# open_deep_research

**Repository Path**: github-rocks/open_deep_research

## Basic Information

- **Project Name**: open_deep_research
- **Description**: No description available
- **Primary Language**: Unknown
- **License**: Not specified
- **Default Branch**: main
- **Homepage**: None
- **GVP Project**: No

## Statistics

- **Stars**: 0
- **Forks**: 0
- **Created**: 2026-04-28
- **Last Updated**: 2026-04-28

## Categories & Tags

**Categories**: Uncategorized

**Tags**: None

## README

# Open Deep Research
 
Open Deep Research is a web research assistant that generates comprehensive reports on any topic following a workflow similar to [OpenAI](https://openai.com/index/introducing-deep-research/) and [Gemini](https://blog.google/products/gemini/google-gemini-deep-research/) Deep Research.

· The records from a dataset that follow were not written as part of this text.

//! Engine-facing resolver
//!
//! Owns one [`AliasRegistry`] and a [`ResolverConfig`]. Registration needs
//! `&mut self` and resolution only `&self`, so a resolver that has finished
//! loading can be shared freely between readers.

use crate::bundle::load_bundle;
use crate::config::ResolverConfig;
use crate::manifest::load_manifest;
use crate::normalize::normalize;
use crate::registry::AliasRegistry;
use crate::types::{AssetsBundle, AssetsManifest, ResolvedAsset, ResolvedSrc, UnresolvedAsset};
use lumen_core::{LumenError, Result};
use std::collections::BTreeMap;

/// Resolver combining an alias registry with default query settings
#[derive(Debug, Default)]
pub struct Resolver {
    registry: AliasRegistry,
    config: ResolverConfig,
}

impl Resolver {
    /// Create a resolver with default settings
    pub fn new() -> Self {
        Self::default()
    }

    /// Create a resolver from loaded configuration
    pub fn with_config(config: ResolverConfig) -> Self {
        Self {
            registry: AliasRegistry::new(),
            config,
        }
    }

    /// Current settings
    pub fn config(&self) -> &ResolverConfig {
        &self.config
    }

    /// Read-only view of the underlying registry
    pub fn registry(&self) -> &AliasRegistry {
        &self.registry
    }

    /// Replace the default format preferences
    pub fn prefer<I, S>(&mut self, formats: I)
    where
        I: IntoIterator<Item = S>,
        S: Into<String>,
    {
        self.config.preferred_formats = formats.into_iter().map(Into::into).collect();
    }

    /// Register a single source under an alias
    pub fn add(&mut self, alias: &str, src: &str) -> Result<()> {
        self.add_asset(&UnresolvedAsset::new(alias, src))
    }

    /// Register an ad-hoc asset outside of any bundle
    pub fn add_asset(&mut self, asset: &UnresolvedAsset) -> Result<()> {
        let normalized = normalize(asset)?;
        self.registry
            .register(&normalized.aliases, &normalized.candidates)
    }

    /// Register a single bundle
    pub fn add_bundle(&mut self, bundle: &AssetsBundle) -> Result<()> {
        load_bundle(&mut self.registry, bundle)
    }

    /// Register every bundle of a manifest
    pub fn add_manifest(&mut self, manifest: &AssetsManifest) -> Result<()> {
        load_manifest(&mut self.registry, manifest)
    }

    /// Resolve an alias using the configured format preferences
    pub fn resolve(&self, alias: &str) -> Result<ResolvedAsset> {
        self.resolve_with(alias, &self.config.preferred_formats)
    }

    /// Resolve an alias with explicit format preferences
    pub fn resolve_with<S: AsRef<str>>(&self, alias: &str, preferred: &[S]) -> Result<ResolvedAsset> {
        self.registry
            .resolve(alias, preferred)
            .map(|asset| self.with_base_path(asset))
    }

    /// Resolve every asset of a bundle using the configured preferences
    pub fn resolve_bundle(&self, bundle: &str) -> Result<Vec<ResolvedAsset>> {
        self.resolve_bundle_with(bundle, &self.config.preferred_formats)
    }

    /// Resolve every asset of a bundle with explicit preferences
    pub fn resolve_bundle_with<S: AsRef<str>>(
        &self,
        bundle: &str,
        preferred: &[S],
    ) -> Result<Vec<ResolvedAsset>> {
        let assets = self.registry.resolve_bundle(bundle, preferred)?;
        Ok(assets
            .into_iter()
            .map(|asset| self.with_base_path(asset))
            .collect())
    }

    /// Resolve several aliases at once, keyed by the requested alias
    pub fn resolve_many<S: AsRef<str>>(
        &self,
        aliases: &[S],
    ) -> Result<BTreeMap<String, ResolvedAsset>> {
        aliases
            .iter()
            .map(|alias| {
                let alias = alias.as_ref();
                self.resolve(alias).map(|asset| (alias.to_string(), asset))
            })
            .collect()
    }

    /// Check whether an alias has been registered
    pub fn has_alias(&self, alias: &str) -> bool {
        self.registry.contains(alias)
    }

    /// All candidates registered for an alias
    pub fn candidates(&self, alias: &str) -> Result<&[ResolvedSrc]> {
        self.registry
            .candidates(alias)
            .ok_or_else(|| LumenError::UnknownAlias(alias.to_string()))
    }

    /// Get all registered aliases, sorted
    pub fn aliases(&self) -> Vec<&str> {
        self.registry.aliases()
    }

    /// Get all bundle names in registration order
    pub fn bundle_names(&self) -> Vec<&str> {
        self.registry.bundle_names()
    }

    fn with_base_path(&self, mut asset: ResolvedAsset) -> ResolvedAsset {
        if let Some(base) = &self.config.base_path {
            asset.src = join_base_path(base, &asset.src);
        }
        asset
    }
}

/// Join a relative source onto a base path.
///
/// Absolute paths, URLs with a scheme, and `data:`/`blob:` URIs are returned
/// unchanged.
pub fn join_base_path(base: &str, src: &str) -> String {
    if base.is_empty() || src.starts_with('/') || is_uri(src) {
        return src.to_string();
    }
    let src = src.strip_prefix("./").unwrap_or(src);
    format!("{}/{}", base.trim_end_matches('/'), src)
}

fn is_uri(src: &str) -> bool {
    src.starts_with("data:") || src.starts_with("blob:") || src.contains("://")
}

However, it allows you to customize the models, prompts, report structure, search API, and research depth. Specifically, you can customize:

- provide an outline with a desired report structure
- set the planner model (e.g., DeepSeek, OpenAI reasoning model, etc)
- give feedback on the plan of report sections and iterate until user approval 
- set the search API (e.g., Tavily, Perplexity) and # of searches to run for each research iteration
- set the depth of search for each section (# of iterations of writing, reflection, search, re-write)
- customize the writer model (e.g., Anthropic)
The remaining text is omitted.